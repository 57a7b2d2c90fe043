// Model loading and the application state shared by request handlers

use std::path::{Path, PathBuf};
use std::sync::{Arc, OnceLock};

use livestock_model::ForestModel;
use log::{error, info};

use super::config::{LoadStrategy, ServerConfig};
use super::error::ServiceError;

pub type SharedAppState = Arc<AppState>;

/// Everything a handler needs: the model slot and how to fill it.
///
/// The slot is written at most once. An empty `Some(None)` records a failed
/// load so later requests do not retry it.
#[derive(Debug)]
pub struct AppState {
    model_path: PathBuf,
    load_strategy: LoadStrategy,
    model: OnceLock<Option<Arc<ForestModel>>>,
}

impl AppState {
    /// State with nothing loaded yet.
    pub fn new(model_path: impl Into<PathBuf>, load_strategy: LoadStrategy) -> Self {
        Self {
            model_path: model_path.into(),
            load_strategy,
            model: OnceLock::new(),
        }
    }

    pub fn from_config(config: &ServerConfig) -> Self {
        Self::new(config.model_path.clone(), config.load_strategy)
    }

    /// State around an already built model.
    pub fn with_model(model: ForestModel) -> Self {
        let model = OnceLock::from(Some(Arc::new(model)));
        Self {
            model_path: PathBuf::new(),
            load_strategy: LoadStrategy::Eager,
            model,
        }
    }

    pub fn model_path(&self) -> &Path {
        &self.model_path
    }

    pub fn load_strategy(&self) -> LoadStrategy {
        self.load_strategy
    }

    /// Attempt the load if it has not happened yet. Returns the load status.
    pub fn load_model(&self) -> bool {
        self.model
            .get_or_init(|| load_model(&self.model_path))
            .is_some()
    }

    /// True once a load attempt has succeeded.
    pub fn model_loaded(&self) -> bool {
        matches!(self.model.get(), Some(Some(_)))
    }

    /// The model to predict with.
    ///
    /// In lazy mode the first call performs the load; concurrent first
    /// callers wait for that single attempt.
    pub fn model(&self) -> Result<Arc<ForestModel>, ServiceError> {
        let slot = match self.load_strategy {
            LoadStrategy::Eager => self.model.get(),
            LoadStrategy::Lazy => Some(self.model.get_or_init(|| load_model(&self.model_path))),
        };
        slot.and_then(Option::clone)
            .ok_or(ServiceError::ModelUnavailable)
    }
}

/// Read the artifact at `path`.
///
/// Failures are logged and reported as `None`; they never reach the caller
/// as errors so the server can keep running without a model.
pub fn load_model(path: &Path) -> Option<Arc<ForestModel>> {
    info!("Attempting to load model from: {}", path.display());
    match ForestModel::load(path) {
        Ok(model) => {
            info!(
                "Model loaded successfully. Type: {}, features: {}, outputs: {}, estimators: {}",
                model.model_type(),
                model.feature_names().join(", "),
                model.n_outputs(),
                model.n_estimators()
            );
            Some(Arc::new(model))
        }
        Err(e) => {
            error!("{}", ServiceError::LoadError(e));
            None
        }
    }
}

/// Build the shared state and, in eager mode, load the model now.
pub fn initialize(config: &ServerConfig) -> SharedAppState {
    let state = Arc::new(AppState::from_config(config));
    if state.load_strategy() == LoadStrategy::Eager && !state.load_model() {
        error!("Model not loaded, /predict will answer 500 until restart");
    }
    state
}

———

§ **HOW TO COMPLETE THIS TASK**
Reproduce the data, keeping every line exactly the same.

§ **REPLY TO THE TASK**
repository 57a7b2d2c90fe043
// Model loading and the application state shared by request handlers

use std::path::{Path, PathBuf};
use std::sync::{Arc, OnceLock};

use livestock_model::ForestModel;
use log::{error, info};

use super::config::{LoadStrategy, ServerConfig};
use super::error::ServiceError;

pub type SharedAppState = Arc<AppState>;

/// Everything a handler needs: the model slot and how to fill it.
///
/// The slot is written at most once. An empty `Some(None)` records a failed
/// load so later requests do not retry it.
#[derive(Debug)]
pub struct AppState {
    model_path: PathBuf,
    load_strategy: LoadStrategy,
    model: OnceLock<Option<Arc<ForestModel>>>,
}

impl AppState {
    /// State with nothing loaded yet.
    pub fn new(model_path: impl Into<PathBuf>, load_strategy: LoadStrategy) -> Self {
        Self {
            model_path: model_path.into(),
            load_strategy,
            model: OnceLock::new(),
        }
    }

    pub fn from_config(config: &ServerConfig) -> Self {
        Self::new(config.model_path.clone(), config.load_strategy)
    }

    /// State around an already built model.
    pub fn with_model(model: ForestModel) -> Self {
        let model = OnceLock::from(Some(Arc::new(model)));
        Self {
            model_path: PathBuf::new(),
            load_strategy: LoadStrategy::Eager,
            model,
        }
    }

    pub fn model_path(&self) -> &Path {
        &self.model_path
    }

    pub fn load_strategy(&self) -> LoadStrategy {
        self.load_strategy
    }

    /// Attempt the load if it has not happened yet. Returns the load status.
    pub fn load_model(&self) -> bool {
        self.model
            .get_or_init(|| load_model(&self.model_path))
            .is_some()
    }

    /// True once a load attempt has succeeded.
    pub fn model_loaded(&self) -> bool {
        matches!(self.model.get(), Some(Some(_)))
    }

    /// The model to predict with.
    ///
    /// In lazy mode the first call performs the load; concurrent first
    /// callers wait for that single attempt.
    pub fn model(&self) -> Result<Arc<ForestModel>, ServiceError> {
        let slot = match self.load_strategy {
            LoadStrategy::Eager => self.model.get(),
            LoadStrategy::Lazy => Some(self.model.get_or_init(|| load_model(&self.model_path))),
        };
        slot.and_then(Option::clone)
            .ok_or(ServiceError::ModelUnavailable)
    }
}

/// Read the artifact at `path`.
///
/// Failures are logged and reported as `None`; they never reach the caller
/// as errors so the server can keep running without a model.
pub fn load_model(path: &Path) -> Option<Arc<ForestModel>> {
    info!("Attempting to load model from: {}", path.display());
    match ForestModel::load(path) {
        Ok(model) => {
            info!(
                "Model loaded successfully. Type: {}, features: {}, outputs: {}, estimators: {}",
                model.model_type(),
                model.feature_names().join(", "),
                model.n_outputs(),
                model.n_estimators()
            );
            Some(Arc::new(model))
        }
        Err(e) => {
            error!("{}", ServiceError::LoadError(e));
            None
        }
    }
}

/// Build the shared state and, in eager mode, load the model now.
pub fn initialize(config: &ServerConfig) -> SharedAppState {
    let state = Arc::new(AppState::from_config(config));
    if state.load_strategy() == LoadStrategy::Eager && !state.load_model() {
        error!("Model not loaded, /predict will answer 500 until restart");
    }
    state
}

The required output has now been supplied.